═════ Extracted records

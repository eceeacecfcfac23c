pub mod image_ops;
pub mod metrics;

// Re-export commonly used items
pub use image_ops::{decode_image_async, draw_detection_overlay, label_colour};
pub use metrics::Metrics;
use crate::core::errors::{DetectionError, DetectionResult};
use crate::core::types::ApiDetection;
use image::{DynamicImage, Rgba, RgbaImage};
use imageproc::drawing::draw_hollow_rect_mut;
use imageproc::rect::Rect;

/// Asynchronously decode an uploaded image payload using spawn_blocking to
/// avoid blocking the async runtime.
///
/// Undecodable bytes are an input error, not a server fault.
pub async fn decode_image_async(bytes: Vec<u8>) -> DetectionResult<DynamicImage> {
    tokio::task::spawn_blocking(move || {
        image::load_from_memory(&bytes).map_err(DetectionError::InvalidImage)
    })
    .await
    .expect("image decode task panicked")
}

const PALETTE: [Rgba<u8>; 8] = [
    Rgba([0, 255, 0, 255]),
    Rgba([255, 0, 0, 255]),
    Rgba([0, 128, 255, 255]),
    Rgba([255, 200, 0, 255]),
    Rgba([200, 0, 200, 255]),
    Rgba([0, 220, 220, 255]),
    Rgba([255, 128, 0, 255]),
    Rgba([128, 128, 255, 255]),
];

/// Stable per-label colour so the same instrument type is always drawn in the
/// same colour across frames and sessions.
pub fn label_colour(label: &str) -> Rgba<u8> {
    let hash = label
        .bytes()
        .fold(0usize, |acc, b| acc.wrapping_mul(31).wrapping_add(b as usize));
    PALETTE[hash % PALETTE.len()]
}

/// Draw hollow bounding boxes for each detection over the source image.
///
/// Boxes are assumed to be [x1, y1, x2, y2] in the image's own pixel space;
/// degenerate boxes are skipped rather than drawn as artifacts.
pub fn draw_detection_overlay(img: &DynamicImage, detections: &[ApiDetection]) -> RgbaImage {
    let mut canvas = img.to_rgba8();
    let (width, height) = (canvas.width() as f32, canvas.height() as f32);

    for detection in detections {
        let [x1, y1, x2, y2] = detection.bbox;
        let x1 = x1.clamp(0.0, width - 1.0);
        let y1 = y1.clamp(0.0, height - 1.0);
        let x2 = x2.clamp(0.0, width);
        let y2 = y2.clamp(0.0, height);
        if x2 - x1 < 1.0 || y2 - y1 < 1.0 {
            continue;
        }

        let rect = Rect::at(x1 as i32, y1 as i32).of_size((x2 - x1) as u32, (y2 - y1) as u32);
        draw_hollow_rect_mut(&mut canvas, rect, label_colour(&detection.label));
    }

    canvas
}

#[cfg(test)]
mod tests {
    use super::*;
    use image::ImageFormat;
    use std::io::Cursor;

    fn detection(label: &str, bbox: [f32; 4]) -> ApiDetection {
        ApiDetection {
            label: label.to_string(),
            confidence: 0.9,
            bbox,
        }
    }

    #[tokio::test]
    async fn test_decode_valid_png() {
        let img = DynamicImage::ImageRgba8(RgbaImage::from_pixel(
            4,
            4,
            Rgba([255, 0, 0, 255]),
        ));
        let mut png_bytes = Vec::new();
        img.write_to(&mut Cursor::new(&mut png_bytes), ImageFormat::Png)
            .unwrap();

        let decoded = decode_image_async(png_bytes).await.unwrap();
        assert_eq!(decoded.width(), 4);
    }

    #[tokio::test]
    async fn test_decode_garbage_is_invalid_input() {
        let result = decode_image_async(vec![0x00, 0x01, 0x02, 0x03]).await;
        assert!(matches!(result, Err(DetectionError::InvalidImage(_))));
    }

    #[test]
    fn overlay_draws_box_edges() {
        let img = DynamicImage::ImageRgba8(RgbaImage::from_pixel(
            100,
            100,
            Rgba([0, 0, 0, 255]),
        ));
        let detections = vec![detection("Scalpel", [10.0, 10.0, 50.0, 50.0])];

        let canvas = draw_detection_overlay(&img, &detections);
        let colour = label_colour("Scalpel");
        assert_eq!(*canvas.get_pixel(10, 10), colour);
        assert_eq!(*canvas.get_pixel(30, 10), colour);
        // Interior untouched
        assert_eq!(*canvas.get_pixel(30, 30), Rgba([0, 0, 0, 255]));
    }

    #[test]
    fn overlay_tolerates_out_of_bounds_boxes() {
        let img = DynamicImage::ImageRgba8(RgbaImage::from_pixel(
            32,
            32,
            Rgba([0, 0, 0, 255]),
        ));
        let detections = vec![
            detection("Probe", [-10.0, -10.0, 500.0, 500.0]),
            detection("Scalpel", [20.0, 20.0, 20.0, 20.0]),
        ];

        // Must not panic
        let canvas = draw_detection_overlay(&img, &detections);
        assert_eq!(canvas.width(), 32);
    }

    #[test]
    fn label_colour_is_stable() {
        assert_eq!(label_colour("Scalpel"), label_colour("Scalpel"));
    }
}
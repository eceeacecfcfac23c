// Domain types shared between the service, the client, and the tests.

use serde::{Deserialize, Serialize};

/// Measured weights within this tolerance of the tray's expected weight are
/// considered a match.
const WEIGHT_TOLERANCE_KG: f32 = 0.05;

/// One predicted instrument instance.
///
/// Created per inference call; never persisted.
#[derive(Debug, Clone, PartialEq)]
pub struct Detection {
    pub class_id: usize,
    pub label: String,
    /// Confidence score in [0.0, 1.0].
    pub confidence: f32,
    /// [x1, y1, x2, y2] in original-image pixels.
    pub bbox: [f32; 4],
}

/// Wire form of a detection: exactly `{"label", "confidence", "box"}`.
#[derive(Debug, Clone, PartialEq, Serialize, Deserialize)]
pub struct ApiDetection {
    pub label: String,
    pub confidence: f32,
    #[serde(rename = "box")]
    pub bbox: [f32; 4],
}

impl From<&Detection> for ApiDetection {
    fn from(detection: &Detection) -> Self {
        Self {
            label: detection.label.clone(),
            confidence: detection.confidence,
            bbox: detection.bbox,
        }
    }
}

/// Expected instrument and count within a tray.
#[derive(Debug, Clone, PartialEq, Serialize, Deserialize)]
pub struct TrayItem {
    pub name: String,
    pub expected_count: u32,
}

/// Reference list of expected instruments for an operation.
///
/// Informational metadata; the core inference path never consults it.
#[derive(Debug, Clone, PartialEq, Serialize, Deserialize)]
pub struct TrayConfiguration {
    #[serde(default, skip_serializing_if = "Option::is_none")]
    pub expected_weight_kg: Option<f32>,
    pub items: Vec<TrayItem>,
}

/// Aggregated count of one detected instrument type.
#[derive(Debug, Clone, PartialEq, Serialize, Deserialize)]
pub struct InstrumentCount {
    pub name: String,
    pub count: u32,
}

/// An expected instrument the detector found too few of.
#[derive(Debug, Clone, PartialEq, Serialize, Deserialize)]
pub struct MissingItem {
    pub name: String,
    pub expected: u32,
    pub found: u32,
}

#[derive(Debug, Clone, PartialEq, Serialize, Deserialize)]
pub struct WeightMismatch {
    pub expected_kg: f32,
    pub measured_kg: f32,
}

/// Result of comparing one detection pass against a tray configuration.
#[derive(Debug, Clone, Serialize, Deserialize)]
pub struct TrayCheckReport {
    pub tray: String,
    /// The individual detections the report was computed from, in the
    /// model's native output order.
    pub detections: Vec<ApiDetection>,
    pub detected: Vec<InstrumentCount>,
    pub expected: Vec<TrayItem>,
    pub complete: bool,
    pub missing: Vec<MissingItem>,
    #[serde(default, skip_serializing_if = "Option::is_none")]
    pub weight_mismatch: Option<WeightMismatch>,
}

/// Aggregate detections into per-instrument counts, highest count first.
pub fn count_instruments(detections: &[Detection]) -> Vec<InstrumentCount> {
    let mut counts: Vec<InstrumentCount> = Vec::new();
    for detection in detections {
        match counts.iter_mut().find(|c| c.name == detection.label) {
            Some(entry) => entry.count += 1,
            None => counts.push(InstrumentCount {
                name: detection.label.clone(),
                count: 1,
            }),
        }
    }
    counts.sort_by(|a, b| b.count.cmp(&a.count).then_with(|| a.name.cmp(&b.name)));
    counts
}

impl TrayConfiguration {
    /// Compare a detection pass against this tray's reference list.
    pub fn check(
        &self,
        tray_name: &str,
        detections: &[Detection],
        measured_weight_kg: Option<f32>,
    ) -> TrayCheckReport {
        let detected = count_instruments(detections);

        let missing: Vec<MissingItem> = self
            .items
            .iter()
            .filter_map(|item| {
                let found = detected
                    .iter()
                    .find(|c| c.name == item.name)
                    .map(|c| c.count)
                    .unwrap_or(0);
                (found < item.expected_count).then(|| MissingItem {
                    name: item.name.clone(),
                    expected: item.expected_count,
                    found,
                })
            })
            .collect();

        let weight_mismatch = match (self.expected_weight_kg, measured_weight_kg) {
            (Some(expected), Some(measured))
                if (expected - measured).abs() > WEIGHT_TOLERANCE_KG =>
            {
                Some(WeightMismatch {
                    expected_kg: expected,
                    measured_kg: measured,
                })
            }
            _ => None,
        };

        TrayCheckReport {
            tray: tray_name.to_string(),
            detections: detections.iter().map(ApiDetection::from).collect(),
            complete: missing.is_empty() && weight_mismatch.is_none(),
            detected,
            expected: self.items.clone(),
            missing,
            weight_mismatch,
        }
    }
}

#[cfg(test)]
mod tests {
    use super::*;

    fn detection(label: &str) -> Detection {
        Detection {
            class_id: 0,
            label: label.to_string(),
            confidence: 0.9,
            bbox: [0.0, 0.0, 10.0, 10.0],
        }
    }

    fn tray(items: &[(&str, u32)], weight: Option<f32>) -> TrayConfiguration {
        TrayConfiguration {
            expected_weight_kg: weight,
            items: items
                .iter()
                .map(|(name, expected_count)| TrayItem {
                    name: name.to_string(),
                    expected_count: *expected_count,
                })
                .collect(),
        }
    }

    #[test]
    fn wire_detection_has_declared_schema() {
        let api = ApiDetection::from(&Detection {
            class_id: 3,
            label: "Scalpel".to_string(),
            confidence: 0.87,
            bbox: [1.0, 2.0, 3.0, 4.0],
        });

        let value = serde_json::to_value(&api).unwrap();
        let object = value.as_object().unwrap();
        let mut keys: Vec<&str> = object.keys().map(String::as_str).collect();
        keys.sort();
        assert_eq!(keys, vec!["box", "confidence", "label"]);
        assert_eq!(object["label"], "Scalpel");
        assert_eq!(object["box"].as_array().unwrap().len(), 4);

        let roundtrip: ApiDetection = serde_json::from_value(value).unwrap();
        assert_eq!(roundtrip, api);
    }

    #[test]
    fn counts_aggregate_and_order_by_frequency() {
        let detections = vec![
            detection("Probe"),
            detection("Scalpel"),
            detection("Scalpel"),
            detection("Kelly Hemostat"),
        ];

        let counts = count_instruments(&detections);
        assert_eq!(
            counts,
            vec![
                InstrumentCount {
                    name: "Scalpel".to_string(),
                    count: 2
                },
                InstrumentCount {
                    name: "Kelly Hemostat".to_string(),
                    count: 1
                },
                InstrumentCount {
                    name: "Probe".to_string(),
                    count: 1
                },
            ]
        );
    }

    #[test]
    fn complete_tray_reports_no_missing_items() {
        let tray = tray(&[("Scalpel", 1), ("Probe", 1)], None);
        let detections = vec![detection("Scalpel"), detection("Probe")];

        let report = tray.check("Minor Set", &detections, None);
        assert!(report.complete);
        assert!(report.missing.is_empty());
        assert!(report.weight_mismatch.is_none());
    }

    #[test]
    fn shortfalls_are_reported_with_counts() {
        let tray = tray(&[("Scalpel", 2), ("Probe", 1)], None);
        let detections = vec![detection("Scalpel")];

        let report = tray.check("Minor Set", &detections, None);
        assert!(!report.complete);
        assert_eq!(
            report.missing,
            vec![
                MissingItem {
                    name: "Scalpel".to_string(),
                    expected: 2,
                    found: 1
                },
                MissingItem {
                    name: "Probe".to_string(),
                    expected: 1,
                    found: 0
                },
            ]
        );
    }

    #[test]
    fn weight_mismatch_flags_out_of_tolerance_values() {
        let tray = tray(&[("Scalpel", 1)], Some(2.0));
        let detections = vec![detection("Scalpel")];

        let matched = tray.check("Minor Set", &detections, Some(2.02));
        assert!(matched.complete);
        assert!(matched.weight_mismatch.is_none());

        let mismatched = tray.check("Minor Set", &detections, Some(2.4));
        assert!(!mismatched.complete);
        assert_eq!(
            mismatched.weight_mismatch,
            Some(WeightMismatch {
                expected_kg: 2.0,
                measured_kg: 2.4
            })
        );
    }

    #[test]
    fn unweighed_trays_skip_the_weight_check() {
        let tray = tray(&[("Scalpel", 1)], None);
        let report = tray.check("Minor Set", &[detection("Scalpel")], Some(3.0));
        assert!(report.complete);
    }
}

══════════

■ **Task statement**
Given the word "PALETTE", show every line of the records that contains it.

■ **Exercise solution**
const PALETTE: [Rgba<u8>; 8] = [
    PALETTE[hash % PALETTE.len()]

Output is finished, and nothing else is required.